Technical Control of the Digital Transmission Facilities of the Defense Communications System

Abstract

As an aid in evaluating technical control techniques, an emulation facility that automatically performs the status monitoring, performance assessment, and fault isolation technical control functions as they apply to a future, predominantly digital Defense Communications System (DCS) has been developed. This emulation facility is a multicomputer system which automatically monitors and isolates faults for digital transmission equipments (power generators, RF distributions, digital radios, second level multiplexers, first level multiplexers, submultiplexers, and key generator units). The status monitoring and performance assessment functions are performed by two processors, the adaptive channel estimator (ACE) and an LSI 11/03, the composite being referred to as the CPMAS-D unit. When the software residing in the CPMAS-D unit detects a monitor point transition (alarm to/from nonalarm), it transmits the monitor point information to the CPMAS emulator, a PDP 11/60 minicomputer.

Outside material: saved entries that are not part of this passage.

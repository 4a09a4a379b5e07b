use serde::Serialize;

use super::session::{SubmissionStatus, ViewMode};

/// Everything a renderer needs to draw the widget in its current state.
#[derive(Debug, Clone, PartialEq, Eq, Serialize)]
pub struct QuestionView {
    pub title: String,
    pub prompt_text: String,
    pub view_mode: ViewMode,
    pub submission: SubmissionStatus,
    pub current_text: String,
    pub editor_enabled: bool,
    pub placeholder: String,
    pub visible_lines: u32,
    pub buttons: ButtonVisibility,
    pub autosave_status: Option<String>,
    pub submit_message: Option<String>,
    pub rubric: Option<RubricView>,
}

#[derive(Debug, Clone, Copy, PartialEq, Eq, Serialize)]
pub struct ButtonVisibility {
    pub show_question: bool,
    pub show_input: bool,
    pub submit_answer: bool,
}

impl ButtonVisibility {
    pub fn for_state(view_mode: ViewMode, submit_available: bool) -> Self {
        match view_mode {
            ViewMode::Viewing => Self {
                show_question: false,
                show_input: true,
                submit_answer: false,
            },
            ViewMode::Answering => Self {
                show_question: true,
                show_input: false,
                submit_answer: submit_available,
            },
        }
    }
}

#[derive(Debug, Clone, PartialEq, Eq, Serialize)]
pub struct RubricView {
    pub label: String,
    pub criteria: Vec<CriterionView>,
}

#[derive(Debug, Clone, PartialEq, Eq, Serialize)]
pub struct CriterionView {
    /// Weight as displayed, e.g. `(40%)`
    pub weight: String,
    pub text: String,
}
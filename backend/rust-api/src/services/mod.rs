use crate::config::Config;
use crate::metrics::{track_store_operation, SESSIONS_ACTIVE, SESSIONS_TOTAL};
use crate::models::params::WidgetParams;
use crate::models::persisted::PreviousState;
use crate::models::StateKey;
use anyhow::Result;
use std::collections::HashMap;
use std::sync::Arc;
use std::time::Duration;
use tokio::sync::RwLock;
use tokio::task::JoinHandle;
use tokio::time::{sleep, Instant};
use uuid::Uuid;

use self::driver::{DeadlineTimer, SessionDriver, SessionHandle};
use self::question::LongTextQuestion;
use self::state_store::{InMemoryStateStore, StateStore};

/// Idle sessions are looked for at this cadence, or more often for short
/// idle limits.
const MAX_SWEEP_INTERVAL: Duration = Duration::from_secs(60);

struct SessionEntry {
    handle: SessionHandle,
    last_seen: Instant,
}

pub struct AppState {
    pub config: Config,
    pub store: Arc<dyn StateStore>,
    sessions: RwLock<HashMap<Uuid, SessionEntry>>,
}

impl AppState {
    pub fn new(config: Config) -> Self {
        Self::with_store(config, Arc::new(InMemoryStateStore::new()))
    }

    pub fn with_store(config: Config, store: Arc<dyn StateStore>) -> Self {
        Self {
            config,
            store,
            sessions: RwLock::new(HashMap::new()),
        }
    }

    /// Start a session, resuming from the store unless the caller supplied a
    /// previous state explicitly.
    pub async fn open_session(
        &self,
        key: StateKey,
        params: WidgetParams,
        previous: Option<PreviousState>,
    ) -> Result<(Uuid, SessionHandle)> {
        let previous = match previous {
            Some(previous) => Some(previous),
            None => track_store_operation("load", self.store.load(&key))
                .await?
                .map(PreviousState::from),
        };

        let question = LongTextQuestion::new(
            params,
            Some(key.content_id.clone()),
            previous,
            Vec::new(),
            DeadlineTimer::default(),
        );
        let (handle, _task) = SessionDriver::spawn(question, self.store.clone(), key.clone());

        let session_id = Uuid::new_v4();
        self.sessions.write().await.insert(
            session_id,
            SessionEntry {
                handle: handle.clone(),
                last_seen: Instant::now(),
            },
        );

        SESSIONS_TOTAL.with_label_values(&["opened"]).inc();
        SESSIONS_ACTIVE.inc();
        tracing::info!(
            "Answer session opened: {} for user: {}, content: {}",
            session_id,
            key.user_id,
            key.content_id
        );

        Ok((session_id, handle))
    }

    /// Look up a session and mark it as in use.
    pub async fn session(&self, session_id: &Uuid) -> Option<SessionHandle> {
        let mut sessions = self.sessions.write().await;
        let entry = sessions.get_mut(session_id)?;
        entry.last_seen = Instant::now();
        Some(entry.handle.clone())
    }

    /// Detach a session from the registry. The caller closes it.
    pub async fn remove_session(&self, session_id: &Uuid) -> Option<SessionHandle> {
        let entry = self.sessions.write().await.remove(session_id)?;
        SESSIONS_TOTAL.with_label_values(&["closed"]).inc();
        SESSIONS_ACTIVE.dec();
        Some(entry.handle)
    }

    pub async fn session_count(&self) -> usize {
        self.sessions.read().await.len()
    }

    pub fn idle_timeout(&self) -> Duration {
        Duration::from_secs(self.config.session_idle_secs)
    }

    /// Persist and close every session idle for longer than the configured
    /// limit. Returns how many were closed.
    pub async fn evict_idle(&self) -> usize {
        let idle_timeout = self.idle_timeout();
        let now = Instant::now();

        let expired: Vec<(Uuid, SessionHandle)> = {
            let mut sessions = self.sessions.write().await;
            let ids: Vec<Uuid> = sessions
                .iter()
                .filter(|(_, entry)| now.duration_since(entry.last_seen) >= idle_timeout)
                .map(|(id, _)| *id)
                .collect();
            ids.into_iter()
                .filter_map(|id| sessions.remove(&id).map(|entry| (id, entry.handle)))
                .collect()
        };

        for (session_id, handle) in &expired {
            SESSIONS_TOTAL.with_label_values(&["evicted"]).inc();
            SESSIONS_ACTIVE.dec();
            if handle.close().await.is_err() {
                tracing::warn!("Idle session already stopped: {}", session_id);
            } else {
                tracing::info!("Idle session closed: {}", session_id);
            }
        }
        expired.len()
    }

    /// Persist and close every open session, e.g. on shutdown.
    pub async fn close_all(&self) -> usize {
        let drained: Vec<(Uuid, SessionEntry)> = self.sessions.write().await.drain().collect();

        for (session_id, entry) in &drained {
            SESSIONS_TOTAL.with_label_values(&["closed"]).inc();
            SESSIONS_ACTIVE.dec();
            if let Err(err) = entry.handle.close().await {
                tracing::warn!("Failed to close session {}: {}", session_id, err);
            }
        }
        drained.len()
    }
}

/// Background loop closing sessions whose clients went away without
/// closing them.
pub fn spawn_idle_sweeper(state: Arc<AppState>) -> JoinHandle<()> {
    let interval = state
        .idle_timeout()
        .clamp(Duration::from_secs(1), MAX_SWEEP_INTERVAL);
    tracing::info!(
        "Starting idle session sweeper (interval {}s, idle limit {}s)",
        interval.as_secs(),
        state.config.session_idle_secs
    );

    tokio::spawn(async move {
        loop {
            sleep(interval).await;
            let evicted = state.evict_idle().await;
            if evicted > 0 {
                tracing::info!("Evicted {} idle sessions", evicted);
            }
        }
    })
}

pub mod autosave;
pub mod driver;
pub mod event_generator;
pub mod question;
pub mod state_store;

#[cfg(test)]
pub(crate) mod testing;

These messages, called exception reports, enable the CPMAS emulator to perform its prime mission: fault isolation. A unique fault isolation algorithm has been developed for test with this emulation facility. The algorithm consists of three discrete steps. First, the equipment alarms are mapped into their effect upon each transmission path (link, supergroup, group, or channel). Second, the stations with the faulty equipment are located by deleting the impact of sympathetic alarms. Third, the faulty equipment is identified using the equipment alarm status. Testing of the fault isolation algorithm is enhanced by an emulated network consisting of up to 16 stations, 2048 equipments, and two nodal control areas. Monitor point simulators and T1-4000 multiplexers, which provide simulated and real inputs to two CPMAS-D units, are also part of the emulation facility. Technical control terminals are provided to evaluate man-machine operation in an automated technical control environment. An adaptive channel estimator (ACE) field test was conducted at the Rome Air Development Center (RADC) test facilities so that the ACE development unit could be evaluated as a means of assessing performance of high-speed digital radio transmission systems. Also, the fault isolation algorithm was tested using the previously described emulation facility. The test data and subsequent technique evaluations are discussed in this paper.